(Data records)
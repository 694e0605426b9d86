//! Shared animation context

use crate::player::NativeAnimationHost;
use crate::resolver::ResolverQueue;
use motio_core::{MotionConfig, SchedulerHandle};
use std::fmt;
use std::rc::Rc;

/// Everything players share: the scheduler, the resolver batch and the
/// optional native compositor.
///
/// Cheap to clone; clones share state.
#[derive(Clone)]
pub struct MotionContext {
    scheduler: SchedulerHandle,
    resolvers: ResolverQueue,
    native: Option<Rc<dyn NativeAnimationHost>>,
}

impl MotionContext {
    pub fn new(scheduler: &SchedulerHandle) -> Self {
        Self {
            scheduler: scheduler.clone(),
            resolvers: ResolverQueue::new(scheduler),
            native: None,
        }
    }

    /// Hand eligible animations to `host`
    pub fn with_native_host(mut self, host: Rc<dyn NativeAnimationHost>) -> Self {
        self.native = Some(host);
        self
    }

    pub fn scheduler(&self) -> &SchedulerHandle {
        &self.scheduler
    }

    pub fn config(&self) -> &MotionConfig {
        self.scheduler.config()
    }

    pub fn resolvers(&self) -> &ResolverQueue {
        &self.resolvers
    }

    pub fn native_host(&self) -> Option<&Rc<dyn NativeAnimationHost>> {
        self.native.as_ref()
    }

    /// Current frame time, or the clock outside a frame
    pub fn now(&self) -> f64 {
        let frame = self.scheduler.frame_data();
        if frame.is_processing {
            frame.timestamp
        } else {
            self.scheduler.now()
        }
    }
}

impl fmt::Debug for MotionContext {
    fn fmt(&self, f: &mut fmt::Formatter<'_>) -> fmt::Result {
        f.debug_struct("MotionContext")
            .field("scheduler", &self.scheduler)
            .field("resolvers", &self.resolvers)
            .field("native", &self.native.is_some())
            .finish()
    }
}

◆ About this task ◆
Repeat exactly, please, each line from the beginning of the data through the line with "outside a frame" in it, and only those lines.

◆ Result of this task ◆
repository 694e0605426b9d86
//! Shared animation context

use crate::player::NativeAnimationHost;
use crate::resolver::ResolverQueue;
use motio_core::{MotionConfig, SchedulerHandle};
use std::fmt;
use std::rc::Rc;

/// Everything players share: the scheduler, the resolver batch and the
/// optional native compositor.
///
/// Cheap to clone; clones share state.
#[derive(Clone)]
pub struct MotionContext {
    scheduler: SchedulerHandle,
    resolvers: ResolverQueue,
    native: Option<Rc<dyn NativeAnimationHost>>,
}

impl MotionContext {
    pub fn new(scheduler: &SchedulerHandle) -> Self {
        Self {
            scheduler: scheduler.clone(),
            resolvers: ResolverQueue::new(scheduler),
            native: None,
        }
    }

    /// Hand eligible animations to `host`
    pub fn with_native_host(mut self, host: Rc<dyn NativeAnimationHost>) -> Self {
        self.native = Some(host);
        self
    }

    pub fn scheduler(&self) -> &SchedulerHandle {
        &self.scheduler
    }

    pub fn config(&self) -> &MotionConfig {
        self.scheduler.config()
    }

    pub fn resolvers(&self) -> &ResolverQueue {
        &self.resolvers
    }

    pub fn native_host(&self) -> Option<&Rc<dyn NativeAnimationHost>> {
        self.native.as_ref()
    }

    /// Current frame time, or the clock outside a frame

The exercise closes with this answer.